> Task
Which lines in the records below contain the word "download"? Copy each one out.

> Collected data

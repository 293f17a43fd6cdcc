//! Local shadow records for users that live on peer instances.
//!
//! A shadow user is matched by the peer's stable public id first and by the
//! peer's numeric id only as a fallback, so a peer that renumbers its users
//! (or sends `0`) never forks one remote person into two local rows.

use std::sync::Arc;
use std::time::Duration;

use chrono::Utc;
use parley_shared::constants::FEDERATED_FILE_PREFIX;
use parley_shared::keys::derive_shadow_handle;
use parley_shared::protocol::{paths, UserInfoRequest, UserInfoResponse};
use parley_store::{NewUser, ShadowLink, User};
use tracing::{debug, info, warn};
use uuid::Uuid;

use crate::error::ServerError;
use crate::federation::relay::{base_url, RelayDispatcher};
use crate::file_store::{extension_of, is_valid_file_name, FileStorage};
use crate::ssrf::SsrfGuard;
use crate::state::Store;

const SHADOW_CREATE_ATTEMPTS: usize = 4;

fn salted_handle(base: &str) -> String {
    let salt = Uuid::new_v4().simple().to_string();
    format!("{base}_{}", &salt[..8])
}

/// What a profile sync ended up doing.
#[derive(Debug, Clone, Copy, PartialEq, Eq)]
pub enum SyncOutcome {
    /// Synced too recently; nothing fetched.
    Debounced,
    /// The peer could not be reached or refused; nothing written.
    Unavailable,
    Synced,
}

#[derive(Clone, Copy)]
enum ImageSlot {
    Avatar,
    Banner,
}

impl ImageSlot {
    fn current(self, user: &User) -> Option<i64> {
        match self {
            Self::Avatar => user.avatar_id,
            Self::Banner => user.banner_id,
        }
    }
}

pub struct IdentityResolver {
    store: Store,
    relay: Arc<RelayDispatcher>,
    files: Arc<dyn FileStorage>,
    ssrf: SsrfGuard,
    http: reqwest::Client,
    debounce: Duration,
}

impl IdentityResolver {
    pub fn new(
        store: Store,
        relay: Arc<RelayDispatcher>,
        files: Arc<dyn FileStorage>,
        ssrf: SsrfGuard,
        http: reqwest::Client,
        debounce: Duration,
    ) -> Self {
        Self {
            store,
            relay,
            files,
            ssrf,
            http,
            debounce,
        }
    }

    /// Find or create the shadow user for a remote identity.
    pub fn resolve(
        &self,
        instance_id: i64,
        remote_numeric_id: i64,
        name: &str,
        remote_public_id: Option<&str>,
    ) -> Result<User, ServerError> {
        let remote_public_id = remote_public_id.filter(|p| !p.is_empty());
        if remote_numeric_id == 0 && remote_public_id.is_none() {
            return Err(ServerError::IdentityIncomplete(
                "remote user has neither a public id nor a numeric id".to_string(),
            ));
        }

        if let Some(user) = self.lookup(instance_id, remote_numeric_id, name, remote_public_id)? {
            return Ok(user);
        }

        let link = ShadowLink {
            instance_id,
            federated_username: (remote_numeric_id != 0).then(|| remote_numeric_id.to_string()),
            federated_public_id: remote_public_id.map(str::to_string),
        };
        let base_handle = derive_shadow_handle(instance_id, remote_numeric_id, remote_public_id);
        let mut handle = base_handle.clone();
        for _ in 0..SHADOW_CREATE_ATTEMPTS {
            match self
                .store
                .with(|db| db.create_user(&NewUser::shadow(&handle, name, link.clone())))
            {
                Ok(user) => {
                    info!(
                        instance_id,
                        user_id = user.id,
                        handle = %user.handle,
                        "shadow user created"
                    );
                    return Ok(user);
                }
                Err(ServerError::Store(e)) if e.is_conflict() => {
                    // Another request created the same identity first.
                    if let Some(user) =
                        self.lookup(instance_id, remote_numeric_id, name, remote_public_id)?
                    {
                        return Ok(user);
                    }
                    // Only the handle is taken, by a row whose identity has
                    // since moved on.
                    debug!(instance_id, handle = %handle, "shadow handle taken, salting");
                    handle = salted_handle(&base_handle);
                }
                Err(e) => return Err(e),
            }
        }
        Err(ServerError::Internal(format!(
            "no free shadow handle for instance {instance_id}"
        )))
    }

    fn lookup(
        &self,
        instance_id: i64,
        remote_numeric_id: i64,
        name: &str,
        remote_public_id: Option<&str>,
    ) -> Result<Option<User>, ServerError> {
        let username = remote_numeric_id.to_string();

        self.store.with(|db| {
            if let Some(public_id) = remote_public_id {
                if let Some(user) = db.find_shadow_by_public_id(instance_id, public_id)? {
                    if user.name != name {
                        db.set_user_name(user.id, name)?;
                    }
                    if remote_numeric_id != 0
                        && user.federated_username.as_deref() != Some(username.as_str())
                    {
                        db.set_federated_username(user.id, &username)?;
                    }
                    return db.get_user(user.id).map(Some);
                }
            }

            if remote_numeric_id == 0 {
                return Ok(None);
            }

            let Some(user) = db.find_shadow_by_username(instance_id, &username)? else {
                return Ok(None);
            };
            match (user.federated_public_id.as_deref(), remote_public_id) {
                // A different person who once had the same numeric id.
                (Some(existing), Some(given)) if existing != given => return Ok(None),
                (None, Some(given)) => match db.set_federated_public_id(user.id, given) {
                    Ok(()) => {}
                    // A concurrent resolve already recorded this public id.
                    Err(e) if e.is_conflict() => {
                        return db.find_shadow_by_public_id(instance_id, given)
                    }
                    Err(e) => return Err(e),
                },
                _ => {}
            }
            if user.name != name {
                db.set_user_name(user.id, name)?;
            }
            db.get_user(user.id).map(Some)
        })
    }

    /// Refresh a shadow user's profile from its home instance, at most once
    /// per debounce window.
    pub async fn sync_profile(
        &self,
        shadow_id: i64,
        peer: &str,
        remote_public_id: &str,
    ) -> Result<SyncOutcome, ServerError> {
        let window = chrono::Duration::from_std(self.debounce)
            .map_err(|e| ServerError::Internal(format!("debounce window: {e}")))?;
        let claimed_at = Utc::now();
        let (previous, claimed) = self.store.with(|db| {
            let previous = db.get_user(shadow_id)?.profile_synced_at;
            Ok((previous, db.claim_profile_sync(shadow_id, claimed_at, window)?))
        })?;
        if !claimed {
            debug!(shadow_id, "profile sync debounced");
            return Ok(SyncOutcome::Debounced);
        }

        let request = UserInfoRequest {
            public_id: Some(remote_public_id.to_string()),
            user_id: None,
        };
        let profile: UserInfoResponse = match self.relay.relay_for(peer, paths::USER_INFO, &request).await {
            Ok(profile) => profile,
            Err(e) => {
                debug!(shadow_id, peer = %peer, error = %e, "profile fetch failed");
                self.store
                    .with(|db| db.release_profile_sync(shadow_id, claimed_at, previous))?;
                return Ok(SyncOutcome::Unavailable);
            }
        };

        let user = self.store.with(|db| {
            db.set_user_profile(
                shadow_id,
                profile.bio.as_deref(),
                profile.banner_color.as_deref(),
            )?;
            let user = db.get_user(shadow_id)?;
            if user.name != profile.name {
                db.set_user_name(shadow_id, &profile.name)?;
            }
            Ok(user)
        })?;

        self.sync_image(&user, peer, profile.avatar.as_deref(), ImageSlot::Avatar)
            .await;
        self.sync_image(&user, peer, profile.banner.as_deref(), ImageSlot::Banner)
            .await;

        debug!(shadow_id, peer = %peer, "profile synced");
        Ok(SyncOutcome::Synced)
    }

    async fn sync_image(&self, user: &User, peer: &str, remote: Option<&str>, slot: ImageSlot) {
        let Some(remote) = remote.filter(|name| !name.is_empty()) else {
            return;
        };
        if let Err(e) = self.replace_image(user, peer, remote, slot).await {
            warn!(user_id = user.id, peer = %peer, file = %remote, error = %e, "image sync failed");
        }
    }

    async fn replace_image(
        &self,
        user: &User,
        peer: &str,
        remote: &str,
        slot: ImageSlot,
    ) -> Result<(), ServerError> {
        if let Some(current_id) = slot.current(user) {
            let current = self.store.with(|db| db.get_file(current_id))?;
            if current.source_name.as_deref() == Some(remote) {
                return Ok(());
            }
        }
        if !is_valid_file_name(remote) {
            return Err(ServerError::BadRequest(format!("Invalid remote file name: {remote}")));
        }

        let url = format!("{}{}/{}", base_url(peer), paths::FILES, remote);
        let file_id = self.download(&url, Some(remote)).await?;
        self.store.with(|db| match slot {
            ImageSlot::Avatar => db.set_user_avatar(user.id, Some(file_id)),
            ImageSlot::Banner => db.set_user_banner(user.id, Some(file_id)),
        })
    }

    /// Set an avatar from a single URL, unless the user already has one.
    pub async fn sync_avatar_from_url(&self, shadow_id: i64, url: &str) -> Result<bool, ServerError> {
        let user = self.store.with(|db| db.get_user(shadow_id))?;
        if user.avatar_id.is_some() {
            return Ok(false);
        }
        let file_id = self.download(url, None).await?;
        self.store
            .with(|db| db.set_user_avatar(shadow_id, Some(file_id)))?;
        Ok(true)
    }

    /// Fetch `url` into the file store and record it. Returns the file id.
    async fn download(&self, url: &str, source_name: Option<&str>) -> Result<i64, ServerError> {
        let url = self.ssrf.check_url(url).await?;
        let max = self.files.max_size();

        let mut resp = self.http.get(url.clone()).send().await?;
        if !resp.status().is_success() {
            return Err(ServerError::Network(format!("{url} answered {}", resp.status())));
        }
        if resp.content_length().is_some_and(|len| len as usize > max) {
            return Err(ServerError::PayloadTooLarge);
        }
        let content_type = resp
            .headers()
            .get(reqwest::header::CONTENT_TYPE)
            .and_then(|v| v.to_str().ok())
            .map(str::to_string);

        let mut data = Vec::new();
        while let Some(chunk) = resp.chunk().await? {
            if data.len() + chunk.len() > max {
                return Err(ServerError::PayloadTooLarge);
            }
            data.extend_from_slice(&chunk);
        }

        let extension = source_name
            .or_else(|| url.path_segments().and_then(|mut s| s.next_back()))
            .and_then(extension_of);
        let stored = self
            .files
            .store(&data, FEDERATED_FILE_PREFIX, extension)
            .await?;
        let record = self.store.with(|db| {
            db.insert_file(
                &stored.name,
                source_name,
                content_type.as_deref(),
                stored.size as i64,
            )
        })?;
        debug!(file = %record.name, size = record.size, "federated file stored");
        Ok(record.id)
    }

    /// Run [`sync_profile`](Self::sync_profile) in the background.
    pub fn spawn_profile_sync(self: &Arc<Self>, shadow_id: i64, peer: String, remote_public_id: String) {
        let resolver = self.clone();
        tokio::spawn(async move {
            if let Err(e) = resolver
                .sync_profile(shadow_id, &peer, &remote_public_id)
                .await
            {
                warn!(shadow_id, peer = %peer, error = %e, "profile sync failed");
            }
        });
    }

    pub fn spawn_avatar_sync(self: &Arc<Self>, shadow_id: i64, url: String) {
        let resolver = self.clone();
        tokio::spawn(async move {
            if let Err(e) = resolver.sync_avatar_from_url(shadow_id, &url).await {
                warn!(shadow_id, url = %url, error = %e, "avatar sync failed");
            }
        });
    }
}
//! Bearer tokens asserting a user's identity to one peer instance.

use std::sync::Arc;

use parley_shared::keys::parse_public_key_hex;
use parley_shared::token::{self, BearerClaims};
use parley_shared::error::TokenError;
use tracing::debug;

use crate::error::ServerError;
use crate::federation::keys::KeyAuthority;
use crate::federation::registry::InstanceTrustRegistry;
use crate::state::Store;

/// A remote user whose bearer token checked out.
#[derive(Debug, Clone, PartialEq, Eq)]
pub struct VerifiedIdentity {
    /// Numeric id on the issuing instance.
    pub subject_id: i64,
    pub name: String,
    pub avatar: Option<String>,
    pub public_id: String,
    pub issuer_domain: String,
    pub instance_id: i64,
}

pub struct TokenAuthority {
    store: Store,
    keys: Arc<KeyAuthority>,
    registry: Arc<InstanceTrustRegistry>,
}

impl TokenAuthority {
    pub fn new(store: Store, keys: Arc<KeyAuthority>, registry: Arc<InstanceTrustRegistry>) -> Self {
        Self {
            store,
            keys,
            registry,
        }
    }

    pub fn issue_bearer(
        &self,
        subject_id: i64,
        name: &str,
        avatar: Option<&str>,
        public_id: &str,
        target_domain: &str,
    ) -> Result<String, ServerError> {
        let claims = BearerClaims::new(
            self.keys.domain(),
            target_domain,
            subject_id,
            name,
            avatar,
            public_id,
        );
        self.keys.sign(&claims)
    }

    pub fn verify_bearer(&self, bearer: &str) -> Result<VerifiedIdentity, ServerError> {
        let peeked: BearerClaims = token::decode_unverified(bearer)
            .map_err(|_| ServerError::Unauthorized("Malformed token".to_string()))?;
        let issuer = peeked.registered.iss;

        // Untrusted issuers are turned away before any signature work.
        let instance = self.registry.require_active(&issuer).map_err(|e| {
            debug!(issuer = %issuer, error = %e, "bearer token from untrusted issuer");
            ServerError::Unauthorized("Untrusted issuer".to_string())
        })?;
        let public_key = instance
            .public_key
            .as_deref()
            .ok_or(ServerError::InvalidSignature)?;
        let key = parse_public_key_hex(public_key).map_err(|_| ServerError::InvalidSignature)?;

        let claims: BearerClaims = token::verify(bearer, &key).map_err(|e| match e {
            TokenError::Expired | TokenError::NotYetValid => {
                ServerError::Unauthorized(e.to_string())
            }
            _ => ServerError::InvalidSignature,
        })?;

        if claims.registered.aud.as_deref() != Some(self.keys.domain()) {
            return Err(ServerError::Unauthorized("Token audience mismatch".to_string()));
        }
        let public_id = claims
            .public_id
            .filter(|p| !p.is_empty())
            .ok_or_else(|| ServerError::Unauthorized("Token missing publicId".to_string()))?;
        let subject_id = claims
            .sub
            .parse::<i64>()
            .map_err(|_| ServerError::Unauthorized("Malformed subject".to_string()))?;

        self.store.with(|db| db.touch_instance(instance.id))?;

        Ok(VerifiedIdentity {
            subject_id,
            name: claims.name,
            avatar: claims.avatar,
            public_id,
            issuer_domain: instance.domain,
            instance_id: instance.id,
        })
    }
}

> Answer box
        let file_id = self.download(&url, Some(remote)).await?;
        let file_id = self.download(url, None).await?;
    async fn download(&self, url: &str, source_name: Option<&str>) -> Result<i64, ServerError> {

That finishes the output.